События
12.12.2018
РУССКАЯ МИСТЕРИЯ
«Хованщина» в Ростове и ее сюрпризы

Считавшаяся долгое время недоступной пониманию западного человека «Хованщина» в наши дни сделалась вдруг необычайно востребованной в Европе, одновременно превратившись едва ли не в раритет у себя в отечестве. В нынешнем десятилетии к ней обращались лишь два российских театра – Музыкальный им. Станиславского и Немировича-Данченко да Екатеринбургский (где спектакль совсем недолго продержался в репертуаре). Теперь, когда свое прочтение «народной музыкальной драмы» Мусоргского предложил Ростовский музыкальный театр, мы имеем на всю Россию – вместе с многократно подновлявшейся древней постановкой Мариинки и относительно новой московской – три «Хованщины».

Гадать о причинах этого кажущегося парадокса особенно не приходится.
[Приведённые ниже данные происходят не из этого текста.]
// Copyright 2019 int08h LLC
//
// Licensed under the Apache License, Version 2.0 (the "License");
// you may not use this file except in compliance with the License.
// You may obtain a copy of the License at
//
//     http://www.apache.org/licenses/LICENSE-2.0
//
// Unless required by applicable law or agreed to in writing, software
// distributed under the License is distributed on an "AS IS" BASIS,
// WITHOUT WARRANTIES OR CONDITIONS OF ANY KIND, either express or implied.
// See the License for the specific language governing permissions and
// limitations under the License.

//! An equal-width histogram summarizing a numeric column, and an estimator that answers
//! selectivity questions from it without touching the data.
//!
//! * Six value types: `i16`, `i32`, `i64`, `u16`, `u32`, `u64` and `f64`
//! * `O(log n)` insertion, `O(1)` range and equality estimates
//! * Stable little-endian binary serialization
//! * Merging of histograms that share a bucket layout
//! * `no_std` support (requires `alloc`)
//!
//! # Example
//!
//! ```rust
//! use eq_width_histogram::{EqWidthHistogram, HistogramEstimator, ValueType};
//!
//! let mut hist = EqWidthHistogram::new(5, ValueType::Int32);
//! hist.initialize_buckets(0i32, 10i32); // buckets start at 0, 10, 20, 30, 40
//!
//! for v in &[5i32, 15, 15, 25, 49, 49, 49] {
//!     hist.add_element(&v.to_le_bytes());
//! }
//!
//! let estimator = HistogramEstimator::new(hist.freeze());
//! assert_eq!(estimator.estimate_less_or_equal(25i32), 4);
//! assert_eq!(estimator.estimate_greater(25i32), 3);
//! assert_eq!(estimator.estimate_equal(49i32), 1);
//! assert_eq!(estimator.num_elements(), 7);
//! ```
//!
//! # Building a Histogram
//!
//! [`EqWidthHistogram::new(num_buckets, value_type)`](struct.EqWidthHistogram.html#method.new)
//! allocates empty buckets. [`initialize_buckets(start, end)`](struct.EqWidthHistogram.html#method.initialize_buckets)
//! then makes every bucket `end - start` wide, the first one starting at `start`. Values are
//! recorded one at a time with [`add_element()`](struct.EqWidthHistogram.html#method.add_element)
//! (raw little-endian column bytes) or
//! [`add_element_typed()`](struct.EqWidthHistogram.html#method.add_element_typed).
//!
//! Each bucket covers `[start_i, start_i+1)`. Values below the first start are counted in
//! the first bucket and values past the last start in the last bucket.
//!
//! # Sharing and Estimating
//!
//! A histogram is mutable while it is being built. [`freeze()`](struct.EqWidthHistogram.html#method.freeze)
//! turns it into a [`FrozenHistogram`](struct.FrozenHistogram.html), a cheaply cloneable
//! read-only snapshot. Only a frozen histogram can back a
//! [`HistogramEstimator`](struct.HistogramEstimator.html), so the estimator's cumulative sums
//! can never go stale.
//!
//! # Errors and Panics
//!
//! Problems with external data (malformed serialized bytes, merging histograms with
//! different layouts) are reported as [`HistogramError`](enum.HistogramError.html).
//! Contract violations by the caller (an empty range, a bucket index out of range, asking
//! for `i64` values from an `Int32` histogram) panic.
//!
//! # Serialization Format
//!
//! All integers are little-endian. Every bucket boundary occupies an 8-byte slot whatever
//! the value type; narrower types use the low bytes and leave the rest zero.
//!
//! ```text
//!   +------------+------------------+
//!   | type (u8)  | num_buckets (u64)|                    header, 9 bytes
//!   +------------+------------------+-----------------+
//!   | bucket[0].count (u64)         | bucket[0].start |  16 bytes per bucket
//!   +-------------------------------+-----------------+
//!   |   ...                         |   ...           |
//!   +-------------------------------+-----------------+
//!   | bucket[n-1].count (u64)       | bucket[n-1].start
//!   +-------------------------------+-----------------+
//! ```
//!
//! The total size is always `9 + 16 * num_buckets` bytes. Type tags are listed on
//! [`ValueType`](enum.ValueType.html).

#![no_std]

extern crate alloc;

mod error;
mod estimator;
mod histogram;
mod value;

pub use crate::error::{HistogramError, Result};
pub use crate::estimator::HistogramEstimator;
pub use crate::histogram::{Bucket, EqWidthHistogram, FrozenHistogram, BUCKET_SIZE, HEADER_SIZE};
pub use crate::value::{HistogramValue, Storage, ValueType, BUCKET_STORAGE_SIZE};
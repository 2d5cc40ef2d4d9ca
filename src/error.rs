// Copyright 2019 int08h LLC
//
// Licensed under the Apache License, Version 2.0 (the "License");
// you may not use this file except in compliance with the License.
// You may obtain a copy of the License at
//
//     http://www.apache.org/licenses/LICENSE-2.0
//
// Unless required by applicable law or agreed to in writing, software
// distributed under the License is distributed on an "AS IS" BASIS,
// WITHOUT WARRANTIES OR CONDITIONS OF ANY KIND, either express or implied.
// See the License for the specific language governing permissions and
// limitations under the License.

use thiserror::Error;

use crate::value::ValueType;

/// Recoverable failures caused by external data: malformed serialized histograms and
/// attempts to merge histograms that don't share a bucket layout.
///
/// Caller contract violations (bad ranges, out-of-range indices, type confusion) panic
/// instead.
#[derive(Debug, Clone, PartialEq, Eq, Error)]
pub enum HistogramError {
    #[error("serialized histogram is truncated: {len} bytes is shorter than the {header} byte header")]
    Truncated { len: usize, header: usize },

    #[error("unknown histogram value type tag {0}")]
    UnknownValueType(u8),

    #[error("serialized histogram has zero buckets")]
    EmptyHistogram,

    #[error("serialized histogram of {num_buckets} buckets needs {expected} bytes, found {actual}")]
    SizeMismatch {
        num_buckets: u64,
        expected: u64,
        actual: usize,
    },

    #[error("histograms cannot be aggregated: {0}")]
    IncompatibleHistograms(&'static str),

    #[error("operation not supported for {0} histograms")]
    UnsupportedValueType(ValueType),
}

pub type Result<T> = core::result::Result<T, HistogramError>;
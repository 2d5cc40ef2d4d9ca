// Copyright 2019 int08h LLC
//
// Licensed under the Apache License, Version 2.0 (the "License");
// you may not use this file except in compliance with the License.
// You may obtain a copy of the License at
//
//     http://www.apache.org/licenses/LICENSE-2.0
//
// Unless required by applicable law or agreed to in writing, software
// distributed under the License is distributed on an "AS IS" BASIS,
// WITHOUT WARRANTIES OR CONDITIONS OF ANY KIND, either express or implied.
// See the License for the specific language governing permissions and
// limitations under the License.

use alloc::vec::Vec;
use core::cmp;

use crate::histogram::FrozenHistogram;
use crate::value::HistogramValue;

///
/// Answers range and equality cardinality questions against a frozen histogram in
/// constant time.
///
/// Prefix and suffix sums of the bucket counts are computed once in
/// [`new()`](#method.new). `prefix_sum[i]` covers buckets `0..=i` and `suffix_sum[i]`
/// covers buckets `i..`.
///
#[derive(Debug, Clone)]
pub struct HistogramEstimator {
    histogram: FrozenHistogram,
    prefix_sum: Vec<u64>,
    suffix_sum: Vec<u64>,
}

impl HistogramEstimator {
    pub fn new(histogram: FrozenHistogram) -> Self {
        let prefix_sum = histogram
            .iter()
            .scan(0u64, |total, b| {
                *total = total.saturating_add(b.count());
                Some(*total)
            })
            .collect();

        let mut suffix_sum: Vec<u64> = histogram
            .iter()
            .rev()
            .scan(0u64, |total, b| {
                *total = total.saturating_add(b.count());
                Some(*total)
            })
            .collect();
        suffix_sum.reverse();

        HistogramEstimator {
            histogram,
            prefix_sum,
            suffix_sum,
        }
    }

    /// The histogram this estimator reads from
    #[inline]
    pub fn histogram(&self) -> &FrozenHistogram {
        &self.histogram
    }

    /// Values in the bucket holding `val` and every bucket below it
    pub fn estimate_less_or_equal<T: HistogramValue>(&self, val: T) -> u64 {
        self.prefix_sum[self.histogram.find_bucket_index(val)]
    }

    /// Values in the bucket holding `val` and every bucket above it
    pub fn estimate_greater_or_equal<T: HistogramValue>(&self, val: T) -> u64 {
        self.suffix_sum[self.histogram.find_bucket_index(val)]
    }

    /// Values in the buckets below the one holding `val`. In the first bucket this is the
    /// same as [`estimate_less_or_equal()`](#method.estimate_less_or_equal).
    pub fn estimate_less<T: HistogramValue>(&self, val: T) -> u64 {
        let index = self.histogram.find_bucket_index(val);
        match index {
            0 => self.prefix_sum[0],
            _ => self.prefix_sum[index - 1],
        }
    }

    /// Values in the buckets above the one holding `val`. In the last bucket this is the
    /// same as [`estimate_greater_or_equal()`](#method.estimate_greater_or_equal).
    ///
    /// Unlike [`estimate_less()`](#method.estimate_less), the first bucket is not special:
    /// a `val` in bucket 0 still excludes that bucket and reports buckets `1..`.
    pub fn estimate_greater<T: HistogramValue>(&self, val: T) -> u64 {
        let index = self.histogram.find_bucket_index(val);
        let last = self.suffix_sum.len() - 1;
        if index == last {
            self.suffix_sum[last]
        } else {
            self.suffix_sum[index + 1]
        }
    }

    /// Values equal to `val`, assuming values are spread uniformly across their bucket.
    /// Never less than `1`.
    pub fn estimate_equal<T: HistogramValue>(&self, val: T) -> u64 {
        let index = self.histogram.find_bucket_index(val);
        let count = self.histogram.num_elements_in_bucket(index);
        // An unseeded histogram has zero width
        let width = cmp::max(1, self.histogram.bucket_width::<T>());
        cmp::max(1, count / width)
    }

    /// Total number of values in the histogram, useful to rescale estimates against a
    /// known row count.
    #[inline]
    pub fn num_elements(&self) -> u64 {
        self.prefix_sum.last().copied().unwrap_or(0)
    }
}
Просто на Западе в какой-то момент уяснили, что «Хованщина» – именно то произведение, с помощью которого можно многое понять о пресловутой «загадочной русской душе» и глубинной подоплеке кульбитов российской истории. У нас же этой оперы опасаются, потому как, развивая напрашивающиеся параллели с современностью, можно зайти слишком далеко, а монументально-исторические версии уже вряд ли «прокатят» где-то, кроме Мариинки. Да и живуч еще стереотип, будто за такие масштабные полотна должны браться исключительно «большие» театры. Ростовчане пошли на риск и выиграли по-крупному.

Спектакль вроде бы и историчен, и в то же время внеисторичен. Сценограф Вячеслав Окунев и режиссер Павел Сорокин менее всего озабочены этнографическим буквализмом, хотя и не отказываются от примет конкретной эпохи, а именно конца XVII века – прежде всего, в костюмах (художник по костюмам Наталья Земалиндинова). Они умело проводят свой корабль между сциллой чрезмерного историзма и харибдой лобовой актуальности. Время для них – категория подвижная, а историческому сюжету они придают черты притчи, отчасти даже мистерии (до сих пор на статус «русской мистерии» претендовал только «Китеж» Римского-Корсакова).

Если художник использует в основном черно-белые тона, то режиссер в свою очередь вовсе не стремится как-то эти цвета разделить: дескать, вот вам черное, а вот белое.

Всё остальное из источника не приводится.